Your output should be one number, which is how many lines in the material contain "SourceKind".
INPUT RECORDS START
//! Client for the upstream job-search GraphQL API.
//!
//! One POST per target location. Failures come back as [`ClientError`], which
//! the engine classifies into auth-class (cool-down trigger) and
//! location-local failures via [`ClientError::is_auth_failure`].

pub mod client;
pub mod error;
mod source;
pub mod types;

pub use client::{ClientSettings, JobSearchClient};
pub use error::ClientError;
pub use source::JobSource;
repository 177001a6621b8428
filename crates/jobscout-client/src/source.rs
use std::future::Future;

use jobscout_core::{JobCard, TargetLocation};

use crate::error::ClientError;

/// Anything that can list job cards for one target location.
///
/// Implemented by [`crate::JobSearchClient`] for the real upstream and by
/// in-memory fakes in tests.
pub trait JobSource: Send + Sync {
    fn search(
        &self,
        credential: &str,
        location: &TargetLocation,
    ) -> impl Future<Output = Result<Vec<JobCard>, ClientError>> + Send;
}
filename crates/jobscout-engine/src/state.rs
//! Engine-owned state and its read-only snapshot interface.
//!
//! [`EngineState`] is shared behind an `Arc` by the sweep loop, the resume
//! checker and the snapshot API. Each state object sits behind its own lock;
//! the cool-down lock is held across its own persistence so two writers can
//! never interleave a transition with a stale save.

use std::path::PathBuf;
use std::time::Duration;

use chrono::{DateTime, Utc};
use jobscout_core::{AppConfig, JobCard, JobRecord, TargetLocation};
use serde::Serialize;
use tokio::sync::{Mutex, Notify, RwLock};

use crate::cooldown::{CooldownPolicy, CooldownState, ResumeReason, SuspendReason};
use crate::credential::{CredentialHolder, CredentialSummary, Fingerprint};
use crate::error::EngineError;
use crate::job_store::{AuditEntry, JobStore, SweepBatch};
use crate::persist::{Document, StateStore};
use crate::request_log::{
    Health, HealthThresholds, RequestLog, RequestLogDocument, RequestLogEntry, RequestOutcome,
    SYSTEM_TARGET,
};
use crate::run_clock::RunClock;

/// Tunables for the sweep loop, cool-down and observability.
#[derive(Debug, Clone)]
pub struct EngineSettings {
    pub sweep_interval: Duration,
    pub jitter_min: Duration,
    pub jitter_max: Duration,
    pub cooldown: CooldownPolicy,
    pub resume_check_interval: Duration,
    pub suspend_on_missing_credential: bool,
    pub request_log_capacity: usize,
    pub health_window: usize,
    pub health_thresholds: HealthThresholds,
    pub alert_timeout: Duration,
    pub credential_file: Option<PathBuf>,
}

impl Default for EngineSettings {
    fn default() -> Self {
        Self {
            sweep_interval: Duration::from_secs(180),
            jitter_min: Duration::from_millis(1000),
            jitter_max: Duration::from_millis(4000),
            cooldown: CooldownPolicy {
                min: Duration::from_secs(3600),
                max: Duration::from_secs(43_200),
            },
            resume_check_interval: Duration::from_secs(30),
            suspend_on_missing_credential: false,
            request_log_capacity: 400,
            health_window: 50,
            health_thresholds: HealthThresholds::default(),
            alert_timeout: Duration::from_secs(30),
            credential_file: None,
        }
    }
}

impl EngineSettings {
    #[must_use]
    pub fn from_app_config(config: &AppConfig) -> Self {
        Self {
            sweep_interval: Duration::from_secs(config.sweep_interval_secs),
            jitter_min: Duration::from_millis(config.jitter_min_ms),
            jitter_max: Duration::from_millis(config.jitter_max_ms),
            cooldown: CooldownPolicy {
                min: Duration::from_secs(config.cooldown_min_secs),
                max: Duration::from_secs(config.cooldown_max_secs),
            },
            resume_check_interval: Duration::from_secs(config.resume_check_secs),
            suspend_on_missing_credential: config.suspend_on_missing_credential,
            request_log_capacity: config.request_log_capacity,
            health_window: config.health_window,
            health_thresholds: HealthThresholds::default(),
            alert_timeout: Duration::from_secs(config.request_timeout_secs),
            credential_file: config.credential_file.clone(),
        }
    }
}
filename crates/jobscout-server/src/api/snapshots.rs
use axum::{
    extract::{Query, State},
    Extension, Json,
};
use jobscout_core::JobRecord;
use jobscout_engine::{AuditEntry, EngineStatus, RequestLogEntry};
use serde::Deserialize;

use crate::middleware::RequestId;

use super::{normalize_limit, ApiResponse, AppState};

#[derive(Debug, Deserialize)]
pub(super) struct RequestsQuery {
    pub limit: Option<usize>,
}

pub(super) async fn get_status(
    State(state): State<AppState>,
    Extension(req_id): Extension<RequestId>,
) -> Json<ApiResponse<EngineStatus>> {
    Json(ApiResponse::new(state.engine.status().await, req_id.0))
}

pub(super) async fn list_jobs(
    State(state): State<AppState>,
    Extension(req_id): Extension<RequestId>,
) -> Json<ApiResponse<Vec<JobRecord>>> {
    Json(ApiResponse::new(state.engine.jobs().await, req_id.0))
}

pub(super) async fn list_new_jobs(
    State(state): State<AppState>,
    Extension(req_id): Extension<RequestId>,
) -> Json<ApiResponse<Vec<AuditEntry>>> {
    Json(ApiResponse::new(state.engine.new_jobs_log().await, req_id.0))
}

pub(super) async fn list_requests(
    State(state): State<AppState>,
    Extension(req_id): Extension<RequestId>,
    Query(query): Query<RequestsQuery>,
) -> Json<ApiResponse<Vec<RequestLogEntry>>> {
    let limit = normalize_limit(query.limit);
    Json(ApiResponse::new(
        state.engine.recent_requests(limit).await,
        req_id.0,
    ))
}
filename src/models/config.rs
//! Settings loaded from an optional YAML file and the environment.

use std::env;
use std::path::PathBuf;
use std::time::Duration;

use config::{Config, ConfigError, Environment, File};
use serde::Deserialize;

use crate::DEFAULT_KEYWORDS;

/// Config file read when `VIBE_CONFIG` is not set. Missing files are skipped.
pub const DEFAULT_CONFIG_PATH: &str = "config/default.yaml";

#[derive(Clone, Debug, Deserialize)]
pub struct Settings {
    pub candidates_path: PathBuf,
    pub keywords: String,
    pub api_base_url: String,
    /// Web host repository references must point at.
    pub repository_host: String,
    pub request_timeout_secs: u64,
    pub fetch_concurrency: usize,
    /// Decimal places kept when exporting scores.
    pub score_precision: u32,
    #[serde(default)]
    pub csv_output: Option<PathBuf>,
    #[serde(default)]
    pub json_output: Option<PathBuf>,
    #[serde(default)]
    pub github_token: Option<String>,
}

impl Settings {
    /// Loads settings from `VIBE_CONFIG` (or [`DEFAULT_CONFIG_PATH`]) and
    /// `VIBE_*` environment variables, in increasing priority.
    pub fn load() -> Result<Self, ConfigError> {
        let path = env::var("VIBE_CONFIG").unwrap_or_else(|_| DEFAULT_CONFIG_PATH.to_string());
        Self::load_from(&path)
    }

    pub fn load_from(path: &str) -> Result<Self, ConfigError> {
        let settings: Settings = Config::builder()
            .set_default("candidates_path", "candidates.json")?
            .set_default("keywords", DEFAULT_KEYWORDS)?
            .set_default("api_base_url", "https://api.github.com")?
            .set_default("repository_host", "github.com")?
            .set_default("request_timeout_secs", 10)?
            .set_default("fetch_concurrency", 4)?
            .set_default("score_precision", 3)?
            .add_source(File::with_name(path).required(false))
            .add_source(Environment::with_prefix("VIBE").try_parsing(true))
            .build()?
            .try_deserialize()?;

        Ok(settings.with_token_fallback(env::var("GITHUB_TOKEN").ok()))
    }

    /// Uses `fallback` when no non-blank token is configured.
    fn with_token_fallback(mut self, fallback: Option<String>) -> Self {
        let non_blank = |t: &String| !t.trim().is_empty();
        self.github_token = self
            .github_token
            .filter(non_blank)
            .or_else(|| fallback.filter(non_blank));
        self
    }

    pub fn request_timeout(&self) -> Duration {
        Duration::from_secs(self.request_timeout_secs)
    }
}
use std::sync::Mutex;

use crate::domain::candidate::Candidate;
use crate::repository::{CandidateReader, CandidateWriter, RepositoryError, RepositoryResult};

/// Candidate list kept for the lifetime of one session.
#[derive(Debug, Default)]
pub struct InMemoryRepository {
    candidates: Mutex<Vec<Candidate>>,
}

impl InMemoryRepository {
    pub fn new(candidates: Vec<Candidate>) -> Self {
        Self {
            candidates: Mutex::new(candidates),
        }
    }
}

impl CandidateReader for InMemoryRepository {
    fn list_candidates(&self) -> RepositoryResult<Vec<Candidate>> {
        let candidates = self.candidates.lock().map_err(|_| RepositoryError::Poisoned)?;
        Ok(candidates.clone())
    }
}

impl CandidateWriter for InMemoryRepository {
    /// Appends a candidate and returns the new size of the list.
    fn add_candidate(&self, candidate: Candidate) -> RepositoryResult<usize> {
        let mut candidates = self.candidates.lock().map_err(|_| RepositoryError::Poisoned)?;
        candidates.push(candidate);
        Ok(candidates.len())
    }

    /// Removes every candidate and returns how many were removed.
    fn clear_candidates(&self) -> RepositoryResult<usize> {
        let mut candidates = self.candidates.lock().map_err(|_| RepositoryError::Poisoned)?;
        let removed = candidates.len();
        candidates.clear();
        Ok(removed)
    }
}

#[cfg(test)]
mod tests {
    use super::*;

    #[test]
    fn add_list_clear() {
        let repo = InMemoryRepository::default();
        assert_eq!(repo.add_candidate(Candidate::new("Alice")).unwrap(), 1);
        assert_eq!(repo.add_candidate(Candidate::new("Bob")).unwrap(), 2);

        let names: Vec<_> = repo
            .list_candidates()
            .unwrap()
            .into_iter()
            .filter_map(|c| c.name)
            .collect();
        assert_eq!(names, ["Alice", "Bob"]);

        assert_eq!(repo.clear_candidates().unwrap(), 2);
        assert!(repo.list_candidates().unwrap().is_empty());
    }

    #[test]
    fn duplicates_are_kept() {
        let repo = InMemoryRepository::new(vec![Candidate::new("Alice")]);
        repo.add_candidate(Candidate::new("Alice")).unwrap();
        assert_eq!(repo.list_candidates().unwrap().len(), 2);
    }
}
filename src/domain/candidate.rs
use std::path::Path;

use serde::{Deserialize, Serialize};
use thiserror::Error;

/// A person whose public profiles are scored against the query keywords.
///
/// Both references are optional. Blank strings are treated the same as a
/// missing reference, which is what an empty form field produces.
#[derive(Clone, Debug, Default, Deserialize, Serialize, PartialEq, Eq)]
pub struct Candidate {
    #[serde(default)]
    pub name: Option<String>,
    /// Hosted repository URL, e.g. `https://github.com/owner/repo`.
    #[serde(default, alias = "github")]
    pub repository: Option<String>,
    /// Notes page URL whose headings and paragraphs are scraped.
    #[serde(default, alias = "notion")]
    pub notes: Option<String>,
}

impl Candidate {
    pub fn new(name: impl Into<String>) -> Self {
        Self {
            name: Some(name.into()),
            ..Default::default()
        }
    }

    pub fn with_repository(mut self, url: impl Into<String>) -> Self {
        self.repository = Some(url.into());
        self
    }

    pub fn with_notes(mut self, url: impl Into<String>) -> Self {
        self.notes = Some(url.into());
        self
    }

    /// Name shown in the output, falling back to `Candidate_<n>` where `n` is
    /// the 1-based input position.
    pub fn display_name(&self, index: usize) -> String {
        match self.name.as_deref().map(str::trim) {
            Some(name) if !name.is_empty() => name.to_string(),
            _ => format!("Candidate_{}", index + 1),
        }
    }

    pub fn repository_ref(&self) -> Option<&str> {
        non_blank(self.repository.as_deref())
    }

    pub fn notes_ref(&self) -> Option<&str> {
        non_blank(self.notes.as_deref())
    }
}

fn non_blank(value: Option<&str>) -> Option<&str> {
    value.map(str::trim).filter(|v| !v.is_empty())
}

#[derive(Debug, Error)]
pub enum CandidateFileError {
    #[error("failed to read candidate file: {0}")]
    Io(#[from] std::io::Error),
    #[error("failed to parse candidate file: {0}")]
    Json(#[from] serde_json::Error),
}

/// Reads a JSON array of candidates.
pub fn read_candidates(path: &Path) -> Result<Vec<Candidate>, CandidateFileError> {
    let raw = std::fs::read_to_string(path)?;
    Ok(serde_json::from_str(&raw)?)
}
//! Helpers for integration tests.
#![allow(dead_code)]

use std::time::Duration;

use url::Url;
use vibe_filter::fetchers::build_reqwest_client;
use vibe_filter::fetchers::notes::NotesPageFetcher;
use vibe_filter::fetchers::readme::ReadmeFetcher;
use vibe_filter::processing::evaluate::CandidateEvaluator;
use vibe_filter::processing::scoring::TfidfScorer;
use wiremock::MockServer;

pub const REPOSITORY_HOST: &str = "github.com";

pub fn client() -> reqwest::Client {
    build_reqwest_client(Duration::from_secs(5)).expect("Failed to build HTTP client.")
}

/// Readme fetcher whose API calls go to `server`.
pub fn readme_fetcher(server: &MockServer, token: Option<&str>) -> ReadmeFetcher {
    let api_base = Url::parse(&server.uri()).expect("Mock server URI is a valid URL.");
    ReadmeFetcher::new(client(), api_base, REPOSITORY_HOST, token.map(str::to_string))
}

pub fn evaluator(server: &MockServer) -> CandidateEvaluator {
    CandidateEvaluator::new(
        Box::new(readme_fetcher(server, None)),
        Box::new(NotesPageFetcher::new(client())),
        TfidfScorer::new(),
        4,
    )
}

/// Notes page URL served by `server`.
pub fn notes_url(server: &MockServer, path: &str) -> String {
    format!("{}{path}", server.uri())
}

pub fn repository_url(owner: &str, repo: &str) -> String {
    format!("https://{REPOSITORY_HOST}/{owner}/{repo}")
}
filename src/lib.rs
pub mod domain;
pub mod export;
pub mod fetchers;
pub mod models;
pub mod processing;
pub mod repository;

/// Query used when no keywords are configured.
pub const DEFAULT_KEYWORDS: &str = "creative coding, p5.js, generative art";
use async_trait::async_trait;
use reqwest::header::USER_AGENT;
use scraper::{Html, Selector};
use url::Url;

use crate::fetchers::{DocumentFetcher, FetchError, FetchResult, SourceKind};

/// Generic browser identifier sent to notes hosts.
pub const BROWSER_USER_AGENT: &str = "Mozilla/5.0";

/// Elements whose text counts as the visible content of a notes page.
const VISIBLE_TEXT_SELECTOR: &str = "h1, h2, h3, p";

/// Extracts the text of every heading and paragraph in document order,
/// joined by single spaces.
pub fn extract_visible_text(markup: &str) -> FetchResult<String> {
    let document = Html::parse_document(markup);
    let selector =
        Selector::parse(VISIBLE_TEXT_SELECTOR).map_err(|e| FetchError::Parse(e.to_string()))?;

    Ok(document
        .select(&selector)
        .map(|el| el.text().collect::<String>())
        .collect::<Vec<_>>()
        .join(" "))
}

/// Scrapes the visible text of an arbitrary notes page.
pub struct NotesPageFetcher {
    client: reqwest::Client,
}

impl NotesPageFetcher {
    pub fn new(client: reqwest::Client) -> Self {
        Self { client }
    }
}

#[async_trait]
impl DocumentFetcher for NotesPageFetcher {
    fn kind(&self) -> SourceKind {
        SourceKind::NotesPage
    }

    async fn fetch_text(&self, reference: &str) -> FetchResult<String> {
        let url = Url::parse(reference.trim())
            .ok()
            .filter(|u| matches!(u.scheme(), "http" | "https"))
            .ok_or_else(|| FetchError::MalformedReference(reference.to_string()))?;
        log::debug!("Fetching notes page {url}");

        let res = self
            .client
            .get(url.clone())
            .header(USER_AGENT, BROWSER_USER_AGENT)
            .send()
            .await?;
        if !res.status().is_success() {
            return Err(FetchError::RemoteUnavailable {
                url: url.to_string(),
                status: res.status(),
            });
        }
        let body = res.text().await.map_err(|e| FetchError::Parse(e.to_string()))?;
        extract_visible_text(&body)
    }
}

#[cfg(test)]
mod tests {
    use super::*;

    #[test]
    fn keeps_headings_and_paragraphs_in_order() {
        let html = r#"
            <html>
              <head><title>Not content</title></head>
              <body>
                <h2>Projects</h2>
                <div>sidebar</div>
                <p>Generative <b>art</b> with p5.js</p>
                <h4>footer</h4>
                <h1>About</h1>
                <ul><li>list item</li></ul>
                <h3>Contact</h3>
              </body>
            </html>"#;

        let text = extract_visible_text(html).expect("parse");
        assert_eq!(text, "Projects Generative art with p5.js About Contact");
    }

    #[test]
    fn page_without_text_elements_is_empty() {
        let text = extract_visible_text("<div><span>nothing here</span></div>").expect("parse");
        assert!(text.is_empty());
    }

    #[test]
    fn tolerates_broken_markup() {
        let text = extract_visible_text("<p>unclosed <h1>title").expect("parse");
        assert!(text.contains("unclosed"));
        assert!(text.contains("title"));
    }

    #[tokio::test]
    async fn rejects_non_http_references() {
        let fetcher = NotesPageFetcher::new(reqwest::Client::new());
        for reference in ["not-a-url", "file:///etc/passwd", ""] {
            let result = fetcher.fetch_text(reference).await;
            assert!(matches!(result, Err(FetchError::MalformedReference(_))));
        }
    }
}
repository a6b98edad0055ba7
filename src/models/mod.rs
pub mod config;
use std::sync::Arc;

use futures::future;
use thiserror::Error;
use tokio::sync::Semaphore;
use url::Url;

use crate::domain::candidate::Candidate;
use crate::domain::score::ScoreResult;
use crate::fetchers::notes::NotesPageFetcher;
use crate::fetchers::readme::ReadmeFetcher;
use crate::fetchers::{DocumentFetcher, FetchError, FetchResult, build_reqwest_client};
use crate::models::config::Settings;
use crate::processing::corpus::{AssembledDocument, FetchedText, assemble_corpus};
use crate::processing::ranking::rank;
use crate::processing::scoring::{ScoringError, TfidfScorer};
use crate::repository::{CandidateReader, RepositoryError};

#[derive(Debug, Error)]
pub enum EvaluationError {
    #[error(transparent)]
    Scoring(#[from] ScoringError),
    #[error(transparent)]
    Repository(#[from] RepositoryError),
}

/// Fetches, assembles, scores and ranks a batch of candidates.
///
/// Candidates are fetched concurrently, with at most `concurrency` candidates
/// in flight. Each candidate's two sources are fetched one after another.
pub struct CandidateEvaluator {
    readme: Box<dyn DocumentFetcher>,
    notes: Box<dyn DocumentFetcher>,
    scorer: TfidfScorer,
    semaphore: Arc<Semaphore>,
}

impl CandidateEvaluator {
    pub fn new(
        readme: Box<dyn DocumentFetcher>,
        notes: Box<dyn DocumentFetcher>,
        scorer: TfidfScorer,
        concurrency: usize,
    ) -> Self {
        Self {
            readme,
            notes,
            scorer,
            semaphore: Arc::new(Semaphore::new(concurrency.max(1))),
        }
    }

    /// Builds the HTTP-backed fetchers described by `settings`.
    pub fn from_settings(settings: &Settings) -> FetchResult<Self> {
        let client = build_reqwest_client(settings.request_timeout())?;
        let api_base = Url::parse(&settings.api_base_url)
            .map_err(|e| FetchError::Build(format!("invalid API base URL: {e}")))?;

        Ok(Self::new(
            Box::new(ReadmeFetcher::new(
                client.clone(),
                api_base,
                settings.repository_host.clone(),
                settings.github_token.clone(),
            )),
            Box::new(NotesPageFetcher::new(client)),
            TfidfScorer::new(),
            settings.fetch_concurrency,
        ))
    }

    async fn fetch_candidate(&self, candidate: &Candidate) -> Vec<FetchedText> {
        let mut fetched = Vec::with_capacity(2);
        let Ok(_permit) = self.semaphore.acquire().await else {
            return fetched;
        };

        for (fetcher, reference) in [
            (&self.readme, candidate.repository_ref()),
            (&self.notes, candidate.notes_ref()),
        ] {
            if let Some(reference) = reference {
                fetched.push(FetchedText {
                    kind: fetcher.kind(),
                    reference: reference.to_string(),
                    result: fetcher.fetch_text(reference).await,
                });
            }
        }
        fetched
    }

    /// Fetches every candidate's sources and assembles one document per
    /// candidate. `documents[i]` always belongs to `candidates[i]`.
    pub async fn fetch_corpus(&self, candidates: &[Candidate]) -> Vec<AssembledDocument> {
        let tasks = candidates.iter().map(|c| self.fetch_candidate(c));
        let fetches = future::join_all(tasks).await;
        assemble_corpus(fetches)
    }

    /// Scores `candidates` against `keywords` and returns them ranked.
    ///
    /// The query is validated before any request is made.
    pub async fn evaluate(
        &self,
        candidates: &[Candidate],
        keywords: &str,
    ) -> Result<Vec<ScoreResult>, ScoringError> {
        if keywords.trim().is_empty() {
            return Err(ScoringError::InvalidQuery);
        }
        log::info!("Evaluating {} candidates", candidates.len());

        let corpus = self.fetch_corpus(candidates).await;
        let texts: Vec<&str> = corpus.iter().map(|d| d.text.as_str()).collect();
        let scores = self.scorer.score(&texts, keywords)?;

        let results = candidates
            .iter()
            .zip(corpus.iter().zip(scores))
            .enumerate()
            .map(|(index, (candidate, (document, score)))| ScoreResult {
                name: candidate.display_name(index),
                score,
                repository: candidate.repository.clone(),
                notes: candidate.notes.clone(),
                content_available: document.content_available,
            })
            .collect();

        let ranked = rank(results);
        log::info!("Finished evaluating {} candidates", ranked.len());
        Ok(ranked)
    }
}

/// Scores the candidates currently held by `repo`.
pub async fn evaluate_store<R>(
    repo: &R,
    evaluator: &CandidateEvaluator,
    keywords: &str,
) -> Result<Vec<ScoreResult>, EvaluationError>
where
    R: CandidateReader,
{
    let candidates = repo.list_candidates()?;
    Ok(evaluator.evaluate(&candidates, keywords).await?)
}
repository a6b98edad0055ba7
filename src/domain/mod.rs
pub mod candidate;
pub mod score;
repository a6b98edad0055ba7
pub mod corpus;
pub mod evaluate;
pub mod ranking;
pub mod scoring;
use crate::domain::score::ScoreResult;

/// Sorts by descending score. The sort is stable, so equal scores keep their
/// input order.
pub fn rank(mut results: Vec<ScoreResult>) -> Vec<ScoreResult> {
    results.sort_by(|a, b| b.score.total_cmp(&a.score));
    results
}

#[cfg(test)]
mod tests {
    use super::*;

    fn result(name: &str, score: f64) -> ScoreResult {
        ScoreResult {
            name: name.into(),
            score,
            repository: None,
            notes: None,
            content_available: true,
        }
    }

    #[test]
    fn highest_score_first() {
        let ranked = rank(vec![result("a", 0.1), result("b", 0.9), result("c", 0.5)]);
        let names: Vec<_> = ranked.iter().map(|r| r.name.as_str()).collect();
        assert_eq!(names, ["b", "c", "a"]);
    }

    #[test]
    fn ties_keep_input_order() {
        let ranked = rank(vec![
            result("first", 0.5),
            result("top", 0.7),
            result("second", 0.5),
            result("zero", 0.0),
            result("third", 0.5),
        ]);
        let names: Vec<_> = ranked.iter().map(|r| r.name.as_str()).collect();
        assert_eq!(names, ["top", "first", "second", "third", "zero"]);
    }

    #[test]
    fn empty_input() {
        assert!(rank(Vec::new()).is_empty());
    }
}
INPUT RECORDS END
#### [PROBLEM SOLUTION]
3